Even so, the European Union has banned lead solder in certain electronic devices beginning in 2006, due to landfill concerns. California already bans disposal of CRTs and televisions in household waste landfills. Oladele Ogunseitan, an associate professor of social ecology at the University of California, Irvine, who is evaluating the phaseout of lead solder, thinks it makes sense to allow manufacturers to use hazardous materials when alternatives are not available, but to require recycling. Today, many computer manufacturers will recycle discarded computers, but often will charge a fee.
Others believe hazardous substances must be removed from products altogether. Mamta Khanna, pollution prevention program manager at the nonprofit activist Center for Environmental Health in Oakland, California, would like electronics manufacturers to take cradle-to-grave responsibility for their products. “Once they have to bear the burden of disposal, they will use less hazardous materials,” says Khanna. “Why wait for years of study to determine when these toxic materials will start leaching and poisoning us, when electronics makers can start using safer materials today?” Khanna also points out that electronics waste is associated with other potentially toxic chemicals, including mercury, chromium, and brominated flame retardants.

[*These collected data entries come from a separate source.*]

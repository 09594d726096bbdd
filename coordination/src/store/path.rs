//! Typed node addressing
//!
//! Inside the crate every node is addressed by a [`NodePath`]. String paths
//! only appear at the boundary: keypaths such as `/nano:nano/nano{svc-7}` or
//! the xpath form `/nano:nano/nano:nano[nano:id='svc-7']` that progress
//! monitoring passes to breach actions.

use super::StoreError;
use regex::Regex;
use serde::{Deserialize, Serialize};
use std::fmt;
use std::str::FromStr;
use std::sync::LazyLock;

static SERVICE_KEYPATH: LazyLock<Regex> = LazyLock::new(|| {
    Regex::new(r"^/nano:nano/nano\{(?P<id>[a-zA-Z0-9_-]+)\}(?:/(?:nano:)?(?P<action>[a-zA-Z0-9_-]+))?$")
        .expect("SERVICE_KEYPATH regex should compile")
});

static SERVICE_XPATH: LazyLock<Regex> = LazyLock::new(|| {
    Regex::new(r"^/nano:nano/nano:nano\[nano:id='(?P<id>[a-zA-Z0-9_-]+)'\]$")
        .expect("SERVICE_XPATH regex should compile")
});

static POLICY_KEYPATH: LazyLock<Regex> = LazyLock::new(|| {
    Regex::new(r"^/ncs:service-progress-monitoring/policy\{(?P<name>[^{}/]+)\}$")
        .expect("POLICY_KEYPATH regex should compile")
});

static KICKER_KEYPATH: LazyLock<Regex> = LazyLock::new(|| {
    Regex::new(r"^/kicker:kickers/data-kicker\{(?P<name>[^{}/]+)\}$")
        .expect("KICKER_KEYPATH regex should compile")
});

const SLA: &str = "/nano:nano/nano:sla";
const SLA_TIMEOUTS: &str = "/nano:nano/nano:sla/nano:timeouts";
const SLA_TIMEOUT_ACTION: &str = "/nano:nano/nano:sla/nano:timeouts/nano:timeout";
const SLA_WEBEX: &str = "/nano:nano/nano:sla/nano:webex";

/// Key of a nano service instance
#[derive(Debug, Clone, PartialEq, Eq, Hash, PartialOrd, Ord, Serialize, Deserialize)]
#[serde(try_from = "String", into = "String")]
pub struct ServiceId(String);

impl ServiceId {
    pub fn new(id: impl Into<String>) -> Result<Self, StoreError> {
        let id = id.into();
        let valid = !id.is_empty()
            && id
                .chars()
                .all(|c| c.is_ascii_alphanumeric() || c == '_' || c == '-');
        if valid {
            Ok(Self(id))
        } else {
            Err(StoreError::InvalidPath(format!("service id '{id}'")))
        }
    }

    pub fn as_str(&self) -> &str {
        &self.0
    }
}

impl TryFrom<String> for ServiceId {
    type Error = StoreError;

    fn try_from(value: String) -> Result<Self, Self::Error> {
        Self::new(value)
    }
}

impl From<ServiceId> for String {
    fn from(id: ServiceId) -> Self {
        id.0
    }
}

impl fmt::Display for ServiceId {
    fn fmt(&self, f: &mut fmt::Formatter<'_>) -> fmt::Result {
        f.write_str(&self.0)
    }
}

/// Address of a node (or action point) in the configuration store
#[derive(Debug, Clone, PartialEq, Eq, Hash, Serialize, Deserialize)]
#[serde(try_from = "String", into = "String")]
pub enum NodePath {
    /// `/nano:nano/nano{id}`
    Service(ServiceId),
    /// An action defined on a service entry, e.g. `/nano:nano/nano{id}/pre-test`
    ServiceAction { service: ServiceId, action: String },
    /// `/nano:nano/nano:sla` container
    Sla,
    /// Operator-set jeopardy/violation minutes
    SlaTimeouts,
    /// Breach action point referenced by the SLA policy
    SlaTimeoutAction,
    /// Bot token and room id
    Webex,
    /// `/ncs:service-progress-monitoring/policy{name}`
    Policy(String),
    /// `/kicker:kickers/data-kicker{name}`
    Kicker(String),
}

impl NodePath {
    /// Service entry owning this path, if any
    pub fn service_id(&self) -> Option<&ServiceId> {
        match self {
            Self::Service(id) | Self::ServiceAction { service: id, .. } => Some(id),
            _ => None,
        }
    }

    pub fn parent(&self) -> Option<NodePath> {
        match self {
            Self::ServiceAction { service, .. } => Some(Self::Service(service.clone())),
            Self::SlaTimeouts | Self::Webex => Some(Self::Sla),
            Self::SlaTimeoutAction => Some(Self::SlaTimeouts),
            Self::Service(_) | Self::Sla | Self::Policy(_) | Self::Kicker(_) => None,
        }
    }

    /// Whether `other` is this node or lies beneath it
    pub fn contains(&self, other: &NodePath) -> bool {
        let mut cursor = Some(other.clone());
        while let Some(path) = cursor {
            if &path == self {
                return true;
            }
            cursor = path.parent();
        }
        false
    }

    /// Xpath form used in progress-monitoring notifications
    pub fn xpath(&self) -> Option<String> {
        match self {
            Self::Service(id) => Some(format!("/nano:nano/nano:nano[nano:id='{id}']")),
            _ => None,
        }
    }
}

impl fmt::Display for NodePath {
    fn fmt(&self, f: &mut fmt::Formatter<'_>) -> fmt::Result {
        match self {
            Self::Service(id) => write!(f, "/nano:nano/nano{{{id}}}"),
            Self::ServiceAction { service, action } => {
                write!(f, "/nano:nano/nano{{{service}}}/{action}")
            }
            Self::Sla => f.write_str(SLA),
            Self::SlaTimeouts => f.write_str(SLA_TIMEOUTS),
            Self::SlaTimeoutAction => f.write_str(SLA_TIMEOUT_ACTION),
            Self::Webex => f.write_str(SLA_WEBEX),
            Self::Policy(name) => write!(f, "/ncs:service-progress-monitoring/policy{{{name}}}"),
            Self::Kicker(name) => write!(f, "/kicker:kickers/data-kicker{{{name}}}"),
        }
    }
}

impl FromStr for NodePath {
    type Err = StoreError;

    fn from_str(s: &str) -> Result<Self, Self::Err> {
        let s = s.trim();
        match s {
            SLA => return Ok(Self::Sla),
            SLA_TIMEOUTS => return Ok(Self::SlaTimeouts),
            SLA_TIMEOUT_ACTION => return Ok(Self::SlaTimeoutAction),
            SLA_WEBEX => return Ok(Self::Webex),
            _ => {}
        }

        if let Some(caps) = SERVICE_KEYPATH.captures(s) {
            let service = ServiceId::new(&caps["id"])?;
            return Ok(match caps.name("action") {
                Some(action) => Self::ServiceAction {
                    service,
                    action: action.as_str().to_string(),
                },
                None => Self::Service(service),
            });
        }
        if let Some(caps) = SERVICE_XPATH.captures(s) {
            return Ok(Self::Service(ServiceId::new(&caps["id"])?));
        }
        if let Some(caps) = POLICY_KEYPATH.captures(s) {
            return Ok(Self::Policy(caps["name"].to_string()));
        }
        if let Some(caps) = KICKER_KEYPATH.captures(s) {
            return Ok(Self::Kicker(caps["name"].to_string()));
        }

        Err(StoreError::InvalidPath(s.to_string()))
    }
}

impl TryFrom<String> for NodePath {
    type Error = StoreError;

    fn try_from(value: String) -> Result<Self, Self::Error> {
        value.parse()
    }
}

impl From<NodePath> for String {
    fn from(path: NodePath) -> Self {
        path.to_string()
    }
}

To simulate landfill conditions more accurately than can be done in a lab with the TCLP, Townsend is now conducting an experiment in which he has buried garbage and electronics waste. Simulated rainfall is added periodically, with leachate forming as the water percolates through the waste. Results will be available in about two years. Next year the EPA expects to issue a rule limiting how CRTs can be disposed of nationwide, according to agency environmental protection specialist Marilyn Goode.